- WORK REQUEST -
Please output exactly the lines of the material from the first through the line containing "Eq, Hash, strum_macros::Display)]", and nothing more.

########################################

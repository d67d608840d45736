//! Sound cues. The game only emits symbolic events; what they sound like (if
//! anything) is up to the notifier.
use std::io::{self, Write};

/// Symbolic sound cue
#[derive(Debug, Clone, Copy, PartialEq, Eq, Hash, strum_macros::Display)]
pub enum SoundEvent {
    Hit,
    Fail,
    Win,
    GameOver,
}

pub trait AudioNotifier {
    /// Errors are advisory; callers log and carry on.
    fn notify(&mut self, event: SoundEvent) -> io::Result<()>;
}

/// Rings the terminal bell for the cues that deserve attention
#[derive(Debug)]
pub struct TerminalBell<W: Write> {
    out: W,
}

impl TerminalBell<io::Stdout> {
    pub fn stdout() -> Self {
        Self { out: io::stdout() }
    }
}

impl<W: Write> TerminalBell<W> {
    pub fn new(out: W) -> Self {
        Self { out }
    }

    pub fn into_inner(self) -> W {
        self.out
    }
}

impl<W: Write> AudioNotifier for TerminalBell<W> {
    fn notify(&mut self, event: SoundEvent) -> io::Result<()> {
        let rings = match event {
            SoundEvent::Hit => 0,
            SoundEvent::Fail | SoundEvent::GameOver => 1,
            SoundEvent::Win => 2,
        };
        for _ in 0..rings {
            self.out.write_all(b"\x07")?;
        }
        self.out.flush()
    }
}

/// Discards every cue
#[derive(Debug, Clone, Copy, Default)]
pub struct Silent;

impl AudioNotifier for Silent {
    fn notify(&mut self, _event: SoundEvent) -> io::Result<()> {
        Ok(())
    }
}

########################################

- EXERCISE SOLUTION -
repository d67d608840d45736
//! Sound cues. The game only emits symbolic events; what they sound like (if
//! anything) is up to the notifier.
use std::io::{self, Write};

/// Symbolic sound cue
#[derive(Debug, Clone, Copy, PartialEq, Eq, Hash, strum_macros::Display)]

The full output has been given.